Поколение мое юностью своей захватило еще мирный мир или казавшийся мирным (в нем скоплялись, конечно, силы взрыва: войн, революций, крови).
Мы, русские, принадлежавшие к среднеинтеллигентскому, отчасти богемскому литературному кругу, росли в воздухе искусства, видели много красоты, поклонялись Италии и ее свету, но во многом были детьми, недостаточно знавшими низы жизни и мало ими интересовавшимися.

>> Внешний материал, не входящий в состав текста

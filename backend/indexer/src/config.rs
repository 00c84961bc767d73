//! Environment-driven configuration.
//!
//! `CONTRACT_ID` (the confidential ledger contract to follow) is the only
//! required variable; everything else has a usable default.

use crate::errors::{IndexerError, Result};

#[derive(Debug, Clone)]
pub struct Config {
    /// Soroban RPC endpoint (e.g. https://soroban-testnet.stellar.org)
    pub rpc_url: String,
    /// The confidential ledger contract address (Strkey format)
    pub contract_id: String,
    /// Path to the SQLite database file
    pub database_url: String,
    /// Port for the REST API server
    pub api_port: u16,
    /// How often (in seconds) to poll the RPC for new events
    pub poll_interval_secs: u64,
    /// Maximum number of events to fetch per RPC request
    pub events_per_page: u32,
    /// Ledger to start from if no cursor is saved
    pub start_ledger: u32,
}

impl Config {
    pub fn from_env() -> Result<Self> {
        let config = Config {
            rpc_url: env_or("RPC_URL", "https://soroban-testnet.stellar.org"),
            contract_id: std::env::var("CONTRACT_ID").map_err(|_| {
                IndexerError::Config("CONTRACT_ID environment variable is required".to_string())
            })?,
            database_url: env_or("DATABASE_URL", "sqlite:./ledger_events.db"),
            api_port: parse_or("API_PORT", 3001)?,
            poll_interval_secs: parse_or("POLL_INTERVAL_SECS", 5)?,
            events_per_page: parse_or("EVENTS_PER_PAGE", 100)?,
            start_ledger: parse_or("START_LEDGER", 0)?,
        };

        if config.poll_interval_secs == 0 {
            return Err(IndexerError::Config(
                "POLL_INTERVAL_SECS must be at least 1".to_string(),
            ));
        }
        if config.events_per_page == 0 {
            return Err(IndexerError::Config(
                "EVENTS_PER_PAGE must be at least 1".to_string(),
            ));
        }
        Ok(config)
    }
}

fn env_or(key: &str, default: &str) -> String {
    std::env::var(key).unwrap_or_else(|_| default.to_string())
}

fn parse_or<T: std::str::FromStr>(key: &str, default: T) -> Result<T> {
    match std::env::var(key) {
        Ok(raw) => raw
            .parse()
            .map_err(|_| IndexerError::Config(format!("Invalid {key}: {raw}"))),
        Err(_) => Ok(default),
    }
}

Хотелось написать что-нибудь — рассказик, повесть (не для счастья человеческого, а так, бездумно, для собственного удовольствия), съездить еще раз во Флоренцию, в Москве посидеть с Буниным в ресторане ‘Прага’. Ничего жертвенного или там героического.
А жизнь страны шла своим путем, да и всей Европы своим в 14-м году и началась катастрофа. Мир вступил в полосу неслыханных бедствий. Низы показали себя. Но и мы за что-то ответили — за слишком легкую, беззаботную жизнь (это и есть покаянная нота ‘Золотого узора’ моего: может быть, недостаточно выраженная, во всяком случае недостаточно замеченная).
Нечего говорить: какие бы мы ни были, мы все-таки много перестрадали, и самое зрелище крови, убийств, насилий навсегда осталось в душе раной. Погибали близкие, молодые, чаще всего безответные — безвинно. Горестно вспоминать о том времени. Но ужасы, беды тех лет, показавших зверя в человеке, показали зато, в стенаниях души, и высший, немеркнущий мир Спасителя, Евангелия, мученической Церкви в особо ослепительном, как бы Фаворском свете. Это — выше искусства и поэзии (но настоящему художеству дает луч света своего).
И вот, так или иначе, через одни двери или через другие, оказались мы здесь. Жили, трудились, кто как умел, старались хранить святыни, вынесенные из пылающей Трои: религию, человечность, свободу. Годы шли. Много соратников ремесла нашего литературного ушло, из моего поколения остаешься чуть не один. Что сказать, когда вся жизнь позади? От горя и испытаний никуда не уйдешь. Они неизбежны и ведут к неизбежному.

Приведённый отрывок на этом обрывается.